Danny Danon: Extending the arms embargo against Iran is urgent

In an interview to The Jerusalem Post, the outgoing ambassador spoke about his highest and lowest points, as well as what he believes is important when dealing with Iran.

Israeli Ambassador to the UN Danny Danon addresses the UN General Assembly in New York in 2018.  (photo credit: MIKE SEGAR / REUTERS)
Israeli Ambassador to the UN Danny Danon addresses the UN General Assembly in New York in 2018.
(photo credit: MIKE SEGAR / REUTERS)
WASHINGTON - Danny Danon, Israel’s outgoing ambassador to the UN, made his return to Israel several weeks ago after finishing his duties. Once he was done with his quarantine period, he reflected on his time at the UN. After which he warned that: “extending the arms embargo on Iran is the most urgent task.”
“Wherever there is a danger to Israel, you can recognize the Iranian fingerprints,” he told The Jerusalem Post. “The regime spends $7 billion annually on spreading terrorism. We are thankful for the US leadership in extending the arms embargo, and we are hoping to see more countries to join us in promoting this measure at the UN.”
“The arms embargo is the most urgent measure, but the entire Iranian proxy operation is a challenge,” he noted. “They are not following the JCPOA, and, at the same time, they are trying to take advantage of the sanction relief that this agreement is providing for them. I believe that other countries are starting to understand this danger.”
Danon’s work has also been severely affected by COVID-19 in recent months. “A large portion of a diplomat’s job deals with personal interactions,” he said. “You attend events, receptions, and you meet people in order to promote your ideas and exchange information. Now, everything is done virtually, and it hurts the ability to advance new causes. We can push some technical issues, but nothing meaningful.”
Though his work was not the only one interrupted by COVID-19, as the virus disrupted the Palestinians’ efforts in the UN as well. “They wanted the general assembly to condemn Israel around the discussions of applying sovereignty, but the general assembly couldn't meet, only resolutions in consensus are being discussed nowadays. So they couldn’t do it,” the outgoing ambassador noted.

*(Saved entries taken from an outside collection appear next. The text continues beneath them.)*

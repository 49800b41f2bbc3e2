//! Single authority for "can this session start now" and for the
//! transactional mixed-session startup.

use std::sync::Arc;

use parking_lot::Mutex;

use crate::models::descriptors::SYSTEM_AUDIO_PID;
use crate::models::error::RecorderError;
use crate::models::format::CaptureFormat;
use crate::models::options::{clamp_volume, CaptureOptions, CaptureTarget, OutputTarget};
use crate::models::session_kind::{MixSource, SessionKind, SlotKind};
use crate::resolve;
use crate::session::handles::{MicrophoneSession, MixedSession, ProcessSession, SystemSession};
use crate::session::slots::SlotTable;
use crate::traits::capture_engine::CaptureEngine;

/// Owns the logical session table and drives the capture engine through
/// session start/stop.
///
/// Every mutating operation runs under one table lock, so two starts
/// racing for a slot, or a start racing a stop, observe a consistent
/// table. Exclusivity is validated before the engine sees the request:
/// a rejected start never touches the engine.
pub struct SessionOrchestrator {
    engine: Arc<dyn CaptureEngine>,
    table: Mutex<SlotTable>,
}

impl SessionOrchestrator {
    pub fn new(engine: Arc<dyn CaptureEngine>) -> Self {
        Self {
            engine,
            table: Mutex::new(SlotTable::new()),
        }
    }

    pub(crate) fn engine(&self) -> &dyn CaptureEngine {
        self.engine.as_ref()
    }

    /// Start capturing a single process.
    ///
    /// `label_hint` is the caller's name for the process (focused-window
    /// app name, typically); the resolver falls back to the engine's
    /// process listing when it is empty.
    pub fn start_process_session(
        self: &Arc<Self>,
        pid: u32,
        label_hint: &str,
        output: OutputTarget,
        format: CaptureFormat,
        options: &CaptureOptions,
    ) -> Result<ProcessSession, RecorderError> {
        if pid == SYSTEM_AUDIO_PID {
            return Err(RecorderError::InvalidProcess(pid as i64));
        }

        let mut table = self.table.lock();
        table.claim_process(pid)?;

        let target = CaptureTarget::from(output);
        if let Err(err) = self
            .engine
            .start_process_capture(pid, &target, format, options)
        {
            table.release(SlotKind::Process);
            return Err(err);
        }

        self.apply_volume(pid, options);
        let label = resolve::resolve_process_label(self.engine.as_ref(), pid, label_hint);
        log::debug!("process session started for pid {pid} ({label})");

        Ok(ProcessSession::new(Arc::clone(self), pid, label))
    }

    /// Start capturing the system mix (reserved pid 0).
    ///
    /// Process isolation is forced off: system capture is inherently
    /// cross-process.
    pub fn start_system_session(
        self: &Arc<Self>,
        output: OutputTarget,
        format: CaptureFormat,
        options: &CaptureOptions,
    ) -> Result<SystemSession, RecorderError> {
        let mut table = self.table.lock();
        table.claim_system()?;

        let target = CaptureTarget::from(output);
        let options = CaptureOptions {
            strict_process_isolation: false,
            ..options.clone()
        };
        if let Err(err) =
            self.engine
                .start_process_capture(SYSTEM_AUDIO_PID, &target, format, &options)
        {
            table.release(SlotKind::System);
            return Err(err);
        }

        log::debug!("system audio session started");
        Ok(SystemSession::new(Arc::clone(self)))
    }

    /// Start capturing a microphone, resolving `device_id` against the
    /// engine's current listing (default device when omitted).
    pub fn start_microphone_session(
        self: &Arc<Self>,
        output: OutputTarget,
        format: CaptureFormat,
        device_id: Option<&str>,
        options: &CaptureOptions,
    ) -> Result<MicrophoneSession, RecorderError> {
        let mut table = self.table.lock();
        // Claim before resolving so a blocked request never reaches the
        // engine, not even for the device listing.
        table.claim_microphone(String::new())?;

        let resolved = match resolve::resolve_microphone(self.engine.as_ref(), device_id) {
            Ok(id) => id,
            Err(err) => {
                table.release(SlotKind::Microphone);
                return Err(err);
            }
        };
        table.set_microphone(resolved.clone());

        let target = CaptureTarget::from(output);
        if let Err(err) =
            self.engine
                .start_microphone_capture(&resolved, &target, format, options)
        {
            table.release(SlotKind::Microphone);
            return Err(err);
        }

        log::debug!("microphone session started on {resolved}");
        Ok(MicrophoneSession::new(Arc::clone(self), resolved))
    }

    /// Start a mixed session: a monitor-only capture on `source`, an
    /// optional monitor-only microphone capture, and mixed output into
    /// `output` under `base_name`.
    ///
    /// The startup is transactional. The engine has no all-or-nothing
    /// primitive, so on any failure the completed steps are undone in
    /// reverse order before the original error is returned; rollback
    /// failures are logged and never mask it.
    pub fn start_mixed_session(
        self: &Arc<Self>,
        source: MixSource,
        output: OutputTarget,
        format: CaptureFormat,
        base_name: &str,
        include_microphone: bool,
        device_id: Option<&str>,
        options: &CaptureOptions,
    ) -> Result<MixedSession, RecorderError> {
        if let MixSource::Process(pid) = source {
            if pid == SYSTEM_AUDIO_PID {
                return Err(RecorderError::InvalidProcess(pid as i64));
            }
        }

        let mut table = self.table.lock();
        table.claim_mixed(source, None)?;

        let source_pid = source.engine_pid();
        let source_options = CaptureOptions {
            strict_process_isolation: options.strict_process_isolation
                && matches!(source, MixSource::Process(_)),
            ..options.clone()
        };

        // Step 1: monitor-only source capture.
        if let Err(err) = self.engine.start_process_capture(
            source_pid,
            &CaptureTarget::Monitor,
            format,
            &source_options,
        ) {
            table.release(SlotKind::Mixed);
            return Err(err);
        }

        // Step 2: optional monitor-only microphone capture.
        let mut mic_device: Option<String> = None;
        if include_microphone {
            let started = resolve::resolve_microphone(self.engine.as_ref(), device_id)
                .and_then(|id| {
                    self.engine
                        .start_microphone_capture(&id, &CaptureTarget::Monitor, format, options)
                        .map(|()| id)
                });
            match started {
                Ok(id) => {
                    table.set_mixed_microphone(Some(id.clone()));
                    mic_device = Some(id);
                }
                Err(err) => {
                    self.rollback_mixed(source_pid, None);
                    table.release(SlotKind::Mixed);
                    return Err(err);
                }
            }
        }

        // Step 3: enable mixed output.
        if let Err(err) = self
            .engine
            .enable_mixed_output(&output, format, options.bitrate, base_name)
        {
            self.rollback_mixed(source_pid, mic_device.as_deref());
            table.release(SlotKind::Mixed);
            return Err(err);
        }

        if matches!(source, MixSource::Process(_)) {
            self.apply_volume(source_pid, options);
        }

        log::debug!("mixed session started (source pid {source_pid}, mic {mic_device:?})");
        Ok(MixedSession::new(Arc::clone(self), source, mic_device))
    }

    /// Stop whatever occupies `slot`.
    ///
    /// The table entry is cleared even when the engine-side stop fails; a
    /// stuck engine session must not wedge the orchestrator. Stopping an
    /// empty slot is a no-op.
    pub fn stop_slot(&self, slot: SlotKind) {
        let mut table = self.table.lock();
        let Some(session) = table.release(slot) else {
            return;
        };

        match session {
            SessionKind::Process(pid) => self.stop_engine_process(pid),
            SessionKind::System => self.stop_engine_process(SYSTEM_AUDIO_PID),
            SessionKind::Microphone(device_id) => self.stop_engine_microphone(&device_id),
            SessionKind::Mixed {
                source,
                microphone_device_id,
            } => {
                // Reverse of the startup order.
                self.engine.disable_mixed_output();
                if let Some(device_id) = microphone_device_id {
                    self.stop_engine_microphone(&device_id);
                }
                self.stop_engine_process(source.engine_pid());
            }
        }
    }

    /// Stop everything: mixed output, every microphone capture, every
    /// process capture, and clear the whole table.
    pub fn stop_all(&self) {
        let mut table = self.table.lock();
        table.clear();
        self.engine.disable_mixed_output();
        self.engine.stop_all_microphone_captures();
        self.engine.stop_all_process_captures();
    }

    /// Occupied slots, from the cached table only. No engine call.
    pub fn status(&self) -> Vec<SlotKind> {
        self.table.lock().occupied()
    }

    pub fn is_capturing(&self, pid: u32) -> Result<bool, RecorderError> {
        self.engine.is_capturing(pid)
    }

    pub fn set_capture_volume(&self, pid: u32, volume: f32) -> Result<(), RecorderError> {
        self.engine.set_capture_volume(pid, clamp_volume(volume))
    }

    pub fn active_session_count(&self) -> Result<i32, RecorderError> {
        self.engine.active_session_count()
    }

    /// Best-effort volume apply after a successful start. Failures are
    /// logged; the session stays up.
    fn apply_volume(&self, pid: u32, options: &CaptureOptions) {
        let Some(volume) = options.volume else {
            return;
        };
        if let Err(err) = self.engine.set_capture_volume(pid, clamp_volume(volume)) {
            log::warn!("volume apply for pid {pid} failed: {err}");
        }
    }

    /// Undo the monitor captures of a failed mixed start, microphone
    /// first, then source.
    fn rollback_mixed(&self, source_pid: u32, mic_device: Option<&str>) {
        if let Some(device_id) = mic_device {
            self.stop_engine_microphone(device_id);
        }
        self.stop_engine_process(source_pid);
    }

    fn stop_engine_process(&self, pid: u32) {
        if let Err(err) = self.engine.stop_process_capture(pid) {
            log::warn!("engine stop for process capture {pid} failed: {err}");
        }
    }

    fn stop_engine_microphone(&self, device_id: &str) {
        if let Err(err) = self.engine.stop_microphone_capture(device_id) {
            log::warn!("engine stop for microphone capture {device_id} failed: {err}");
        }
    }
}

Danon left New York without saying goodbye to his friends and colleagues in person due to the coronavirus. Instead, his farewells were done through Zoom. “I hope this reality will change soon,” he said.
“These last few months have been challenging,” he continued. “The city became the world epicenter of the virus. Simple, everyday tasks suddenly became impossible. We were there with three children, far from home, and it wasn’t easy. But I got a chance to spend more time with my kids. The asked me so many times to play with them, and now I had the time to do it. I got to walk my dog; From a family perspective, we got closer. The last few months were like army training when the last mile is the most challenging one.”
Danon also spoke about phone calls he received from family members during his time there: “When you look out the window and see a hospital being built, it is not a pleasant situation to be in. You understand that this pandemic is on a massive scale. We followed the guidelines, and we're grateful that we're healthy. I finished my quarantine period a few weeks ago, and now I am spending time with my family. I haven’t seen my mother in over a year.”
Reflecting on his time as the ambassador, he said that the lowest point throughout his time there was Security Council resolution 2334, made during the final days of the Obama administration.
“I spent a week in discussions with the Russian ambassador and other ambassadors to try to block the resolution,” he recalls. “I knew that the US is not with us on this, because they wouldn’t take my calls. Ambassador Samantha Power told me shortly before the vote that President Obama decided to abstain. I said to her that it’s a shameful resolution and that it is very unfortunate they won’t veto it. I added that this is what people will remember for Obama and his team from his years at the White House.”
He told the Post that he had to prepare two different speeches. One, to be used if the US were to use its veto power, and the other, in case they didn't. “I was there alone,” he continued. “Usually, the US and Israel are together in these kinds of discussions. One ambassador told me that he is very sorry and that he wanted to abstain, but the US pressured him to vote in favor of this resolution. I told him that it is going to change soon because there is a new president with a new approach.”
Nevertheless, he says that he doesn’t feel like Israel is isolated in the UN. “I reject the arguments about international isolation. We have relationships with over 160 countries all over the world. We are working with many countries without publicizing it. During my tenure, we brought over 100 ambassadors to Israel.”
Danon elaborated that he believes that the height of his time there was when he was elected as head of the UN's Legal Committee, a decision supported by 109 other countries.
“It was a historic moment because it was the first time that an Israeli is elected to chair a committee at the UN,” he added.
Danon did not give an answer in regards to his future plans but he did say that he will “definitely be involved in public life.”